**What is required**
Give back every entry, exactly as written.

----------------

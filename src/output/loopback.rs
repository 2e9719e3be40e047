use super::OutputSink;
use anyhow::{Context, Result};
use image::{imageops, RgbImage};
use std::fs::File;
use std::io::Write;
use std::path::Path;
use v4l::video::Output;
use v4l::{Device, Format, FourCC};

/// Virtual camera backed by a v4l2loopback device, fed YUYV frames
pub struct LoopbackSink {
    _device: Device,
    file: File,
    width: u32,
    height: u32,
}

impl LoopbackSink {
    pub fn open<P: AsRef<Path>>(device_path: P, width: u32, height: u32) -> Result<Self> {
        let path = device_path.as_ref();
        tracing::info!(
            "Opening v4l2loopback device {} at {}x{}",
            path.display(),
            width,
            height
        );

        let device = Device::with_path(path)
            .with_context(|| format!("Failed to open v4l2loopback device {}", path.display()))?;

        let requested = Format::new(width, height, FourCC::new(b"YUYV"));
        let format = Output::set_format(&device, &requested)
            .context("Failed to set v4l2loopback output format")?;
        if (format.width, format.height) != (width, height) {
            tracing::warn!(
                "Loopback device accepted {}x{} instead of {}x{}",
                format.width,
                format.height,
                width,
                height
            );
        }

        // v4l2loopback takes raw frames written to the device node
        let file = File::options()
            .write(true)
            .open(path)
            .with_context(|| format!("Failed to open {} for writing", path.display()))?;

        Ok(Self {
            _device: device,
            file,
            width: format.width,
            height: format.height,
        })
    }
}

impl OutputSink for LoopbackSink {
    fn write_frame(&mut self, frame: &RgbImage) -> Result<()> {
        let yuyv = if frame.dimensions() != (self.width, self.height) {
            let resized = imageops::resize(
                frame,
                self.width,
                self.height,
                imageops::FilterType::Triangle,
            );
            encode_yuyv(&resized)
        } else {
            encode_yuyv(frame)
        };

        self.file
            .write_all(&yuyv)
            .context("Failed to write frame to v4l2loopback device")
    }

    fn resolution(&self) -> (u32, u32) {
        (self.width, self.height)
    }
}

/// Pack RGB into YUYV (4:2:2): each horizontal pixel pair shares averaged
/// chroma. An odd trailing pixel is paired with itself.
fn encode_yuyv(frame: &RgbImage) -> Vec<u8> {
    let (width, height) = frame.dimensions();
    let mut out = Vec::with_capacity((width.div_ceil(2) * 4 * height) as usize);

    for row in frame.rows() {
        let row: Vec<_> = row.collect();
        for pair in row.chunks(2) {
            let left = pair[0];
            let right = pair.get(1).copied().unwrap_or(left);

            let (y0, u0, v0) = bt601(left.0);
            let (y1, u1, v1) = bt601(right.0);

            out.extend_from_slice(&[
                y0,
                ((u0 as u16 + u1 as u16) / 2) as u8,
                y1,
                ((v0 as u16 + v1 as u16) / 2) as u8,
            ]);
        }
    }

    out
}

fn bt601([r, g, b]: [u8; 3]) -> (u8, u8, u8) {
    let (r, g, b) = (r as f32, g as f32, b as f32);
    let y = 0.299 * r + 0.587 * g + 0.114 * b;
    let u = -0.147 * r - 0.289 * g + 0.436 * b + 128.0;
    let v = 0.615 * r - 0.515 * g - 0.100 * b + 128.0;
    (
        y.round().clamp(0.0, 255.0) as u8,
        u.round().clamp(0.0, 255.0) as u8,
        v.round().clamp(0.0, 255.0) as u8,
    )
}

#[cfg(test)]
mod tests {
    use super::*;
    use image::Rgb;

    #[test]
    fn yuyv_is_two_bytes_per_pixel() {
        let frame = RgbImage::new(4, 3);
        assert_eq!(encode_yuyv(&frame).len(), 4 * 3 * 2);
    }

    #[test]
    fn odd_width_pads_last_pair() {
        let frame = RgbImage::new(3, 1);
        assert_eq!(encode_yuyv(&frame).len(), 8);
    }

    #[test]
    fn gray_has_neutral_chroma() {
        let frame = RgbImage::from_pixel(2, 1, Rgb([128, 128, 128]));
        assert_eq!(encode_yuyv(&frame), vec![128, 128, 128, 128]);
    }

    #[test]
    fn white_and_black_luma() {
        let mut frame = RgbImage::new(2, 1);
        frame.put_pixel(0, 0, Rgb([255, 255, 255]));
        let yuyv = encode_yuyv(&frame);
        assert_eq!(yuyv[0], 255);
        assert_eq!(yuyv[2], 0);
    }
}
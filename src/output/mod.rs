mod loopback;

pub use loopback::LoopbackSink;

use anyhow::Result;
use image::RgbImage;

/// Destination for composited frames
pub trait OutputSink {
    fn write_frame(&mut self, frame: &RgbImage) -> Result<()>;

    /// (width, height) frames are delivered at
    fn resolution(&self) -> (u32, u32);
}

----------------

**Response below**
filename src/output/loopback.rs
repository 2e9719e3be40e047
use super::OutputSink;
use anyhow::{Context, Result};
use image::{imageops, RgbImage};
use std::fs::File;
use std::io::Write;
use std::path::Path;
use v4l::video::Output;
use v4l::{Device, Format, FourCC};

/// Virtual camera backed by a v4l2loopback device, fed YUYV frames
pub struct LoopbackSink {
    _device: Device,
    file: File,
    width: u32,
    height: u32,
}

impl LoopbackSink {
    pub fn open<P: AsRef<Path>>(device_path: P, width: u32, height: u32) -> Result<Self> {
        let path = device_path.as_ref();
        tracing::info!(
            "Opening v4l2loopback device {} at {}x{}",
            path.display(),
            width,
            height
        );

        let device = Device::with_path(path)
            .with_context(|| format!("Failed to open v4l2loopback device {}", path.display()))?;

        let requested = Format::new(width, height, FourCC::new(b"YUYV"));
        let format = Output::set_format(&device, &requested)
            .context("Failed to set v4l2loopback output format")?;
        if (format.width, format.height) != (width, height) {
            tracing::warn!(
                "Loopback device accepted {}x{} instead of {}x{}",
                format.width,
                format.height,
                width,
                height
            );
        }

        // v4l2loopback takes raw frames written to the device node
        let file = File::options()
            .write(true)
            .open(path)
            .with_context(|| format!("Failed to open {} for writing", path.display()))?;

        Ok(Self {
            _device: device,
            file,
            width: format.width,
            height: format.height,
        })
    }
}

impl OutputSink for LoopbackSink {
    fn write_frame(&mut self, frame: &RgbImage) -> Result<()> {
        let yuyv = if frame.dimensions() != (self.width, self.height) {
            let resized = imageops::resize(
                frame,
                self.width,
                self.height,
                imageops::FilterType::Triangle,
            );
            encode_yuyv(&resized)
        } else {
            encode_yuyv(frame)
        };

        self.file
            .write_all(&yuyv)
            .context("Failed to write frame to v4l2loopback device")
    }

    fn resolution(&self) -> (u32, u32) {
        (self.width, self.height)
    }
}

/// Pack RGB into YUYV (4:2:2): each horizontal pixel pair shares averaged
/// chroma. An odd trailing pixel is paired with itself.
fn encode_yuyv(frame: &RgbImage) -> Vec<u8> {
    let (width, height) = frame.dimensions();
    let mut out = Vec::with_capacity((width.div_ceil(2) * 4 * height) as usize);

    for row in frame.rows() {
        let row: Vec<_> = row.collect();
        for pair in row.chunks(2) {
            let left = pair[0];
            let right = pair.get(1).copied().unwrap_or(left);

            let (y0, u0, v0) = bt601(left.0);
            let (y1, u1, v1) = bt601(right.0);

            out.extend_from_slice(&[
                y0,
                ((u0 as u16 + u1 as u16) / 2) as u8,
                y1,
                ((v0 as u16 + v1 as u16) / 2) as u8,
            ]);
        }
    }

    out
}

fn bt601([r, g, b]: [u8; 3]) -> (u8, u8, u8) {
    let (r, g, b) = (r as f32, g as f32, b as f32);
    let y = 0.299 * r + 0.587 * g + 0.114 * b;
    let u = -0.147 * r - 0.289 * g + 0.436 * b + 128.0;
    let v = 0.615 * r - 0.515 * g - 0.100 * b + 128.0;
    (
        y.round().clamp(0.0, 255.0) as u8,
        u.round().clamp(0.0, 255.0) as u8,
        v.round().clamp(0.0, 255.0) as u8,
    )
}

#[cfg(test)]
mod tests {
    use super::*;
    use image::Rgb;

    #[test]
    fn yuyv_is_two_bytes_per_pixel() {
        let frame = RgbImage::new(4, 3);
        assert_eq!(encode_yuyv(&frame).len(), 4 * 3 * 2);
    }

    #[test]
    fn odd_width_pads_last_pair() {
        let frame = RgbImage::new(3, 1);
        assert_eq!(encode_yuyv(&frame).len(), 8);
    }

    #[test]
    fn gray_has_neutral_chroma() {
        let frame = RgbImage::from_pixel(2, 1, Rgb([128, 128, 128]));
        assert_eq!(encode_yuyv(&frame), vec![128, 128, 128, 128]);
    }

    #[test]
    fn white_and_black_luma() {
        let mut frame = RgbImage::new(2, 1);
        frame.put_pixel(0, 0, Rgb([255, 255, 255]));
        let yuyv = encode_yuyv(&frame);
        assert_eq!(yuyv[0], 255);
        assert_eq!(yuyv[2], 0);
    }
}
filename src/output/mod.rs
mod loopback;

pub use loopback::LoopbackSink;

use anyhow::Result;
use image::RgbImage;

/// Destination for composited frames
pub trait OutputSink {
    fn write_frame(&mut self, frame: &RgbImage) -> Result<()>;

    /// (width, height) frames are delivered at
    fn resolution(&self) -> (u32, u32);
}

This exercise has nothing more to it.